The Karnataka government’s future course of action on dissolution of the state’s Anti-Corruption Bureau will be based on the election manifesto of the Bharatiya Janata Party, Chief Minister Basavaraj Bommai said on Friday, PTI reported.
On Thursday, the Karnataka High Court abolished the Anti-Corruption Bureau which had been formed in 2016 to investigate graft charges against public servants.
The Siddaramaiah-led Congress government, which was then in power, had formed the agency by withdrawing powers vested with the state Lokayukta to look into corruption cases under the Prevention of Corruption Act, 1988.
Until then, the Lokayukta, with its own police wing, was the premier anti-corruption agency in the state.
In its manifesto for the 2018 Assembly elections, the BJP had promised to disband the Anti-Corruption Bureau, PTI reported.
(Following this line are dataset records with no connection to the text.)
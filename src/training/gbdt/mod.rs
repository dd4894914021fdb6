//! Histogram-based split search and node expansion for GBDT training.
//!
//! One growth round looks like this:
//!
//! 1. The caller builds histograms for every frontier node (external).
//! 2. [`HistEvaluator::evaluate_splits`] scans every (node, sampled feature)
//!    pair in parallel and reduces to one [`SplitCandidate`] per node.
//! 3. For each valid [`ExpandEntry`], [`HistEvaluator::apply_tree_split`]
//!    commits the split into a [`TreeSink`] and records child statistics.
//! 4. The children form the next frontier.
//!
//! Once a tree is finished, [`update_prediction_cache`] adds every leaf's
//! scaled weight to the rows it owns.
//!
//! Components:
//!
//! - [`categorical`] - Fixed-width category bitset
//! - [`constraints`] - Interaction and monotone constraints
//! - [`cuts`] - Bin boundaries per feature
//! - [`histograms`] - Read-only histogram access
//! - [`partition`] - Row-to-node assignment
//! - [`predict`] - Prediction cache update
//! - [`sampling`] - Column sampling
//! - [`split`] - Gain evaluation, candidates, bin scans and parallel search
//! - [`stats`] - Per-node statistics table
//! - [`tree`] - Tree mutation interface and default container

pub mod categorical;
pub mod constraints;
pub mod cuts;
pub mod error;
pub mod histograms;
pub mod params;
pub mod partition;
pub mod predict;
pub mod sampling;
pub mod split;
pub mod stats;
pub mod task;
pub mod tree;

pub use categorical::CatBitset;
pub use constraints::{InteractionConstraints, InteractionOracle, MonotonicConstraint};
pub use cuts::{BinCuts, FeatureType};
pub use error::SplitError;
pub use histograms::{HistogramSource, NodeHistograms};
pub use params::{ParamValidationError, TrainParams};
pub use partition::{RowPartitioner, RowSetSource};
pub use predict::update_prediction_cache;
pub use sampling::{ColumnSampler, FeatureSampler};
pub use split::{
    ExpandEntry, HistEvaluator, RegularizedEvaluator, SplitCandidate, SplitCondition,
    SplitEvaluator,
};
pub use stats::{NodeStat, NodeStatsTable};
pub use task::{ObjInfo, TaskKind};
pub use tree::{NodeId, RegTree, SplitRecord, TreeSink};
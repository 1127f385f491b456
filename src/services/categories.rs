use std::sync::Arc;

use uuid::Uuid;

use crate::error::AppResult;
use crate::models::Category;
use crate::repository::CategoryRepository;

#[derive(Clone)]
pub struct CategoryService {
    repo: Arc<dyn CategoryRepository>,
}

impl CategoryService {
    pub fn new(repo: Arc<dyn CategoryRepository>) -> Self {
        Self { repo }
    }

    pub async fn list(&self) -> AppResult<Vec<Category>> {
        self.repo.list().await
    }

    pub async fn get(&self, id: Uuid) -> AppResult<Category> {
        self.repo.get(id).await
    }
}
“Yesterday the High Court gave its decision regarding the ACB,” Bommai said on Friday, ahead of a Cabinet meeting. “Keeping our party manifesto in mind, we will discuss in the Cabinet today, taking view of the instructions given in the court’s order copy.”
Meanwhile, former Commissioner of Bengaluru City Police and Aam Aadmi Party leader Bhaskar Rao took a dig at the BJP, saying that the party had “lost a golden opportunity” to claim credit for the dissolution of the Anti-Corruption Bureau.
Siddaramaiah wrote on Twitter that he respects the court’s judgement.
“ACB, an independent investigative agency, was established in many states of the country, similarly in our state,” the former chief minister wrote. “Today the High Court of Karnataka has ordered to quash the ACB, and I respect this order of the court.”
The High Court judgement
On Thursday, the Karnataka High Court observed that the Anti-Corruption Bureau had been constituted to shield corrupt politicians, ministers, and officers from the watchful eyes of the Lokayukta.
A division bench of Justices B Veerappa and KS Hemalekha directed the Anti-Corruption Bureau to transfer the cases and officers under its ambit to the Karnataka Lokayukta.
The judges also said it was unfortunate that even after 75 years of Independence, no political party in the country is willing to allow independent authority, like the Lokayukta, to discharge its duties in a transparent manner.
The order was passed on three separate public interest litigations by an advocate named Chidananda Urs, Advocates’ Association of Bangalore and non-governmental organisation Samaja Parivarthana Samudaya. All of them had challenged the constitution of the Anti-Corruption Bureau.